Compare sarajevo_flats_olx and sarajevo_flats_nekretnine_cleaned datasets to see if they can be merged.

In [15]:
import pandas as pd

# Load both datasets
print("=" * 80)
print("LOADING DATASETS")
print("=" * 80)

df_olx = pd.read_csv('../data/sarajevo_flats_olx.csv')
df_nekretnine = pd.read_csv('../data/sarajevo_flats_nekretnine.csv')

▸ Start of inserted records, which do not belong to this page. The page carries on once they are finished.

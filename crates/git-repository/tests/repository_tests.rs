//! Tests for the Repository struct — open, accessors, and convenience methods.

use std::process::Command;

use git_repository::{Repository, RepositoryKind};

/// Create a temporary git repository via C git with an initial commit.
fn setup_repo_with_commit() -> (tempfile::TempDir, std::path::PathBuf) {
    let dir = tempfile::tempdir().unwrap();
    let work_tree = std::fs::canonicalize(dir.path()).unwrap();

    let run = |args: &[&str]| {
        Command::new("git")
            .args(args)
            .current_dir(&work_tree)
            .env("GIT_AUTHOR_NAME", "Test")
            .env("GIT_AUTHOR_EMAIL", "test@example.com")
            .env("GIT_COMMITTER_NAME", "Test")
            .env("GIT_COMMITTER_EMAIL", "test@example.com")
            .stdout(std::process::Stdio::null())
            .stderr(std::process::Stdio::null())
            .status()
            .unwrap()
    };

    assert!(run(&["init"]).success());
    assert!(run(&["commit", "--allow-empty", "-m", "initial"]).success());

    (dir, work_tree)
}

/// Create a temporary empty (unborn) git repository.
fn setup_empty_repo() -> (tempfile::TempDir, std::path::PathBuf) {
    let dir = tempfile::tempdir().unwrap();
    let work_tree = std::fs::canonicalize(dir.path()).unwrap();

    Command::new("git")
        .args(["init"])
        .current_dir(&work_tree)
        .stdout(std::process::Stdio::null())
        .stderr(std::process::Stdio::null())
        .status()
        .unwrap();

    (dir, work_tree)
}

#[test]
fn open_from_work_tree() {
    let (_dir, work_tree) = setup_repo_with_commit();
    let repo = Repository::open(&work_tree).unwrap();

    assert_eq!(repo.kind(), RepositoryKind::Normal);
    assert!(!repo.is_bare());
    assert_eq!(repo.work_tree().unwrap(), work_tree);
    assert_eq!(repo.git_dir(), work_tree.join(".git"));
}

#[test]
fn open_from_git_dir() {
    let (_dir, work_tree) = setup_repo_with_commit();
    let git_dir = work_tree.join(".git");
    let repo = Repository::open(&git_dir).unwrap();

    assert_eq!(repo.git_dir(), git_dir);
    assert_eq!(repo.kind(), RepositoryKind::Normal);
}

#[test]
fn odb_accessor_works() {
    let (_dir, work_tree) = setup_repo_with_commit();
    let repo = Repository::open(&work_tree).unwrap();

    // ODB should be functional — we should be able to access it
    let _odb = repo.odb();
    assert_eq!(repo.odb().objects_dir(), work_tree.join(".git").join("objects"));
}

#[test]
fn refs_accessor_works() {
    let (_dir, work_tree) = setup_repo_with_commit();
    let repo = Repository::open(&work_tree).unwrap();

    // Refs should be accessible
    let _refs = repo.refs();
}

#[test]
fn config_accessor_works() {
    let (_dir, work_tree) = setup_repo_with_commit();
    let repo = Repository::open(&work_tree).unwrap();

    // Config should be accessible and contain bare = false
    let config = repo.config();
    let bare = config.get_bool("core.bare").unwrap();
    assert_eq!(bare, Some(false));
}

#[test]
fn index_accessor_works() {
    // Use gitr-init repo (no index file initially = empty index)
    let dir = tempfile::tempdir().unwrap();
    let _repo = Repository::init(dir.path()).unwrap();
    let work_tree = std::fs::canonicalize(dir.path()).unwrap();

    let mut repo = Repository::open(&work_tree).unwrap();
    let index = repo.index().unwrap();
    assert_eq!(index.len(), 0);
}

#[test]
fn head_oid_with_commit() {
    let (_dir, work_tree) = setup_repo_with_commit();
    let repo = Repository::open(&work_tree).unwrap();

    let head_oid = repo.head_oid().unwrap();
    assert!(head_oid.is_some(), "HEAD should resolve to an OID after a commit");

    // Compare with C git
    let output = Command::new("git")
        .args(["rev-parse", "HEAD"])
        .current_dir(&work_tree)
        .output()
        .unwrap();
    let c_oid = String::from_utf8(output.stdout).unwrap().trim().to_string();
    assert_eq!(head_oid.unwrap().to_hex(), c_oid);
}

#[test]
fn current_branch_after_init() {
    let (_dir, work_tree) = setup_repo_with_commit();
    let repo = Repository::open(&work_tree).unwrap();

    let branch = repo.current_branch().unwrap();
    assert!(branch.is_some());
    // C git may use 'master' or 'main' depending on configuration
    let name = branch.unwrap();
    assert!(
        name == "main" || name == "master",
        "expected main or master, got: {name}"
    );
}

#[test]
fn is_unborn_on_new_repo() {
    let (_dir, work_tree) = setup_empty_repo();
    let repo = Repository::open(&work_tree).unwrap();

    assert!(repo.is_unborn().unwrap(), "new repo should be unborn");
}

#[test]
fn is_unborn_false_after_commit() {
    let (_dir, work_tree) = setup_repo_with_commit();
    let repo = Repository::open(&work_tree).unwrap();

    assert!(!repo.is_unborn().unwrap(), "repo with commit should not be unborn");
}

#[test]
fn head_oid_none_on_unborn() {
    let (_dir, work_tree) = setup_empty_repo();
    let repo = Repository::open(&work_tree).unwrap();

    let head = repo.head_oid().unwrap();
    assert!(head.is_none(), "unborn repo should have no HEAD OID");
}

#[test]
fn common_dir_equals_git_dir_for_normal_repo() {
    let (_dir, work_tree) = setup_repo_with_commit();
    let repo = Repository::open(&work_tree).unwrap();

    assert_eq!(repo.common_dir(), repo.git_dir());
}

#[test]
fn hash_algo_default_sha1() {
    let (_dir, work_tree) = setup_repo_with_commit();
    let repo = Repository::open(&work_tree).unwrap();

    assert_eq!(repo.hash_algo(), git_hash::HashAlgorithm::Sha1);
}

#[test]
fn reload_index() {
    // Use gitr-init repo to avoid C git TREE extension parsing issue
    let dir = tempfile::tempdir().unwrap();
    let _repo = Repository::init(dir.path()).unwrap();
    let work_tree = std::fs::canonicalize(dir.path()).unwrap();

    let mut repo = Repository::open(&work_tree).unwrap();

    // Load index first time
    let _idx1 = repo.index().unwrap();

    // Reload
    let _idx2 = repo.reload_index().unwrap();
}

print(f"\nüìä OLX Dataset: {len(df_olx)} records, {len(df_olx.columns)} columns")
print(f"üìä Nekretnine Dataset: {len(df_nekretnine)} records, {len(df_nekretnine.columns)} columns")

print("\n" + "-" * 80)
print("OLX COLUMNS:")
print("-" * 80)
for i, col in enumerate(df_olx.columns, 1):
    print(f"{i:2d}. {col}")

print("\n" + "-" * 80)
print("NEKRETNINE COLUMNS:")
print("-" * 80)
for i, col in enumerate(df_nekretnine.columns, 1):
    print(f"{i:2d}. {col}")

print("\n" + "=" * 80)

LOADING DATASETS

üìä OLX Dataset: 1806 records, 15 columns
üìä Nekretnine Dataset: 1506 records, 10 columns

--------------------------------------------------------------------------------
OLX COLUMNS:
--------------------------------------------------------------------------------
 1. title
 2. url
 3. price_numeric
 4. municipality
 5. condition
 6. ad_type
 7. property_type
 8. rooms
 9. square_m2
10. equipment
11. level
12. heating
13. price_per_m2
14. latitude
15. longitude

--------------------------------------------------------------------------------
NEKRETNINE COLUMNS:
--------------------------------------------------------------------------------
 1. title
 2. url
 3. price_numeric
 4. municipality
 5. rooms
 6. square_m2
 7. equipment
 8. description
 9. price_per_m2
10. municipality_original



In [16]:
# Find common and unique columns
print("=" * 80)
print("COLUMN COMPARISON")
print("=" * 80)

olx_cols = set(df_olx.columns)
nekretnine_cols = set(df_nekretnine.columns)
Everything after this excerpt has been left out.